> ABOUT THIS TASK
Whenever a line in the data holds the string "Clone", pull that line out.

> STORED DATA

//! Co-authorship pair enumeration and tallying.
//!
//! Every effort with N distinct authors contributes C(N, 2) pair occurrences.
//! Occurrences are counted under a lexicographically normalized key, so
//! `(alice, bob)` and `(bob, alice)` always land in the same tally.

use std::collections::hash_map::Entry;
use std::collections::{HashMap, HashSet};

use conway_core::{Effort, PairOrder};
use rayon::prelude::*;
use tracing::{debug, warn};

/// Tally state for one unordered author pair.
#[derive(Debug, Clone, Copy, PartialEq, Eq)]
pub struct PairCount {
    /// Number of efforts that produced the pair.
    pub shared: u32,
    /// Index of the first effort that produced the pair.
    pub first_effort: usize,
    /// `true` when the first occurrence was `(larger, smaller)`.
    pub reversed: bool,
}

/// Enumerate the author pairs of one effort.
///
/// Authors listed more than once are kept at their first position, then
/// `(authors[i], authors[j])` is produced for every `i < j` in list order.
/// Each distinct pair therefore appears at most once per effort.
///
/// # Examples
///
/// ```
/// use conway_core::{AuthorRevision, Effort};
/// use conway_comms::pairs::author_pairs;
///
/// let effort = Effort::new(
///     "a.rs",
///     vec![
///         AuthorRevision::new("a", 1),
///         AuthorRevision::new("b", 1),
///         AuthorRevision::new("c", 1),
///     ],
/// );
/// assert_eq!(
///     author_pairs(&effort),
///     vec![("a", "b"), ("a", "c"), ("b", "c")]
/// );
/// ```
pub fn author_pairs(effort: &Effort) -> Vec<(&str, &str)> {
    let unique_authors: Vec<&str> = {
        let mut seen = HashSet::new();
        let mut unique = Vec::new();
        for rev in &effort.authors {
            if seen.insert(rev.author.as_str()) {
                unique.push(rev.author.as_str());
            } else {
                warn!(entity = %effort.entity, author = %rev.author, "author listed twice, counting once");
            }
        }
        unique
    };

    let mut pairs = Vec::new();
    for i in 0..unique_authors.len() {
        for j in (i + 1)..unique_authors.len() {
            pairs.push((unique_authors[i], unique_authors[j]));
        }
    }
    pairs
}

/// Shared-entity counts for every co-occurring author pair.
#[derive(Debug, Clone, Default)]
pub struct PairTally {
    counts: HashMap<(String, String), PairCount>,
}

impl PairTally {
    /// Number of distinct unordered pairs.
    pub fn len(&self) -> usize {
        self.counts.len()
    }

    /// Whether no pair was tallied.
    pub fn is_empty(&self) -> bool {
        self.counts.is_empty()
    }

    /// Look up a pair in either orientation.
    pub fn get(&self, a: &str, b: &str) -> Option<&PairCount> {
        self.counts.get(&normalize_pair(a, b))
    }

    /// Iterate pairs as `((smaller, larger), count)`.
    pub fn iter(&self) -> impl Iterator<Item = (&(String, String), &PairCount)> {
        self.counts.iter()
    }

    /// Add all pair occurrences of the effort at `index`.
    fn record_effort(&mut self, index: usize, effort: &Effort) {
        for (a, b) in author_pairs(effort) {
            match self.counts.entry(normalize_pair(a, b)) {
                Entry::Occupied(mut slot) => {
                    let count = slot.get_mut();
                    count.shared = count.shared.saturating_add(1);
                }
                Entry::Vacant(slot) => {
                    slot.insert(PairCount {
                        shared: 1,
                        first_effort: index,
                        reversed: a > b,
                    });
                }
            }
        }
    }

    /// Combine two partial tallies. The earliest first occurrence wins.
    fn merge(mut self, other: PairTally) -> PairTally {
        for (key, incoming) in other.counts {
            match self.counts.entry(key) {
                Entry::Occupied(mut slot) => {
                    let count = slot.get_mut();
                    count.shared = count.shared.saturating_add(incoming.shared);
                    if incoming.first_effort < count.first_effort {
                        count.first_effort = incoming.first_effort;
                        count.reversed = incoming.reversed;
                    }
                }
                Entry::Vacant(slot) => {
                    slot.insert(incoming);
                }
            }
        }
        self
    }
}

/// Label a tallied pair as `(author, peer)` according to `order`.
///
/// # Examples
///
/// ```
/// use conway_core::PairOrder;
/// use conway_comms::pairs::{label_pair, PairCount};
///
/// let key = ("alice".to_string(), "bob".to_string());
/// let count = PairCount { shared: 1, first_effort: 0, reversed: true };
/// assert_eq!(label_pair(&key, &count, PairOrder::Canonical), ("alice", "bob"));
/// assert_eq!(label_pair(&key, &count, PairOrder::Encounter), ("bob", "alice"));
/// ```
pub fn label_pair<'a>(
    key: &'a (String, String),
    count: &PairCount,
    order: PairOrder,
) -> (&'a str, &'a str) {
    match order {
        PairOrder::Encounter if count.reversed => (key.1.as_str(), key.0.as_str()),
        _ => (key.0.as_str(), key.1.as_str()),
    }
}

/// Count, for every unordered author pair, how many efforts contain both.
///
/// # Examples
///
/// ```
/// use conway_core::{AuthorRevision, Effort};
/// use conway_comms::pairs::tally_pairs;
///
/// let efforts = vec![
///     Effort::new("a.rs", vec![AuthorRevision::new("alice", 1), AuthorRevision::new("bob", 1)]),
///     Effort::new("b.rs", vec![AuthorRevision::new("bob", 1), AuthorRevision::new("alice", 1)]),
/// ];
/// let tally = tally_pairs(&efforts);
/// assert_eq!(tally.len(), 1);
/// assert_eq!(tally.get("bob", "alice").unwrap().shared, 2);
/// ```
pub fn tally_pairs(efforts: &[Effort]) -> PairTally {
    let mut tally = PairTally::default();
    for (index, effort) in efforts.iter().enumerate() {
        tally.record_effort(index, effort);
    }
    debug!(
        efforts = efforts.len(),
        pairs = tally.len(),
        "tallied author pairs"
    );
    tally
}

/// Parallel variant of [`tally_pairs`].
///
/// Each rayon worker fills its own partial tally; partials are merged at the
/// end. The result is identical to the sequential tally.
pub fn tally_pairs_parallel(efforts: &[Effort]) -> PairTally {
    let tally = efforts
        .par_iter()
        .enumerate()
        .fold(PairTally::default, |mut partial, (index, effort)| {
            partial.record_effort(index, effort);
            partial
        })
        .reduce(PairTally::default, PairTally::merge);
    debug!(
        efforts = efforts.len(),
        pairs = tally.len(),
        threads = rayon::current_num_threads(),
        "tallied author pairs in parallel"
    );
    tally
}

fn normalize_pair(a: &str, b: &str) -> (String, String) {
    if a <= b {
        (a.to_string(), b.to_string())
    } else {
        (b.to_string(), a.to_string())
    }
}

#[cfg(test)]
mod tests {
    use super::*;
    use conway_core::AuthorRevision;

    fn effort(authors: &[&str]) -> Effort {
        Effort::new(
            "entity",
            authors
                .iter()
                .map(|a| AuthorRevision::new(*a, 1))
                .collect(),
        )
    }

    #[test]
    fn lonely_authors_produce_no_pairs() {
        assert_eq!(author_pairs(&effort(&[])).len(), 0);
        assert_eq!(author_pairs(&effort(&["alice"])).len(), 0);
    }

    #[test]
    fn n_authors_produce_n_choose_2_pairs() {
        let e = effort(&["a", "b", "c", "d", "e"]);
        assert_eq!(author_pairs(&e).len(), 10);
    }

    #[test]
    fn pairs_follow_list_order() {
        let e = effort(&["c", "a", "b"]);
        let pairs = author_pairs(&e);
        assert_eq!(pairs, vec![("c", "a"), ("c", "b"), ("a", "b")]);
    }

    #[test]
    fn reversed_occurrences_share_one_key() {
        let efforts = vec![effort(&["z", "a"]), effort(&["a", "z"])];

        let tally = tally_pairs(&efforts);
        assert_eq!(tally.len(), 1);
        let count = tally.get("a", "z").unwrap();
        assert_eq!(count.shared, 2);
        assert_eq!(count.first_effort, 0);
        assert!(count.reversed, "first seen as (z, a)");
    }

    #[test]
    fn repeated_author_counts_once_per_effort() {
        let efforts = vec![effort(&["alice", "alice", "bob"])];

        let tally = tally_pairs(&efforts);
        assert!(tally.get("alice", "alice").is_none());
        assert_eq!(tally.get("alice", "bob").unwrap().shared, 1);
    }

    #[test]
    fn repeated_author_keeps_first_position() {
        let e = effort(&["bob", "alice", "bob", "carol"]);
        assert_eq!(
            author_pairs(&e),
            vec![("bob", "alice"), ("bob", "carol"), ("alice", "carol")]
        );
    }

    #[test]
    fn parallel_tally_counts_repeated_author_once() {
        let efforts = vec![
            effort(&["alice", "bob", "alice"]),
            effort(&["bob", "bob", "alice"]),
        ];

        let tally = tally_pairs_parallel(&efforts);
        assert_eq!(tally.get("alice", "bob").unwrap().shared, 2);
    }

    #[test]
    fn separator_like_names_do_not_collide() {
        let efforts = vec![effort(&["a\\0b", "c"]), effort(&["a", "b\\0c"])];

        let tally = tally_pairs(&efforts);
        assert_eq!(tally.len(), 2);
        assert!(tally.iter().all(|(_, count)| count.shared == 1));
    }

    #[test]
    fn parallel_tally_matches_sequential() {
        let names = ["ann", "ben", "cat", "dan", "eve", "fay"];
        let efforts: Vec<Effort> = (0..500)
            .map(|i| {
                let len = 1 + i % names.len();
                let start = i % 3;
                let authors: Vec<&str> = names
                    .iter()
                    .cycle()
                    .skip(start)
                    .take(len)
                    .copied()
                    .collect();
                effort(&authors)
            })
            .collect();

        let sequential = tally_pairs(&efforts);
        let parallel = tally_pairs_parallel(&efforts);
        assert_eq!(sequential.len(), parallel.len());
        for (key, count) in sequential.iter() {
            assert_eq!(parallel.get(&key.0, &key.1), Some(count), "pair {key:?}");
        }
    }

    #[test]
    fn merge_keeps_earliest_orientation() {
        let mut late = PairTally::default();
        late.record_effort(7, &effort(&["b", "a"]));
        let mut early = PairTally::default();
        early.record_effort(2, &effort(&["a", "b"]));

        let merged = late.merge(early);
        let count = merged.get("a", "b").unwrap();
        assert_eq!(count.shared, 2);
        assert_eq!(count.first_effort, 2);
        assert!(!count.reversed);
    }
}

> TASK SOLUTION
#[derive(Debug, Clone, Copy, PartialEq, Eq)]
#[derive(Debug, Clone, Default)]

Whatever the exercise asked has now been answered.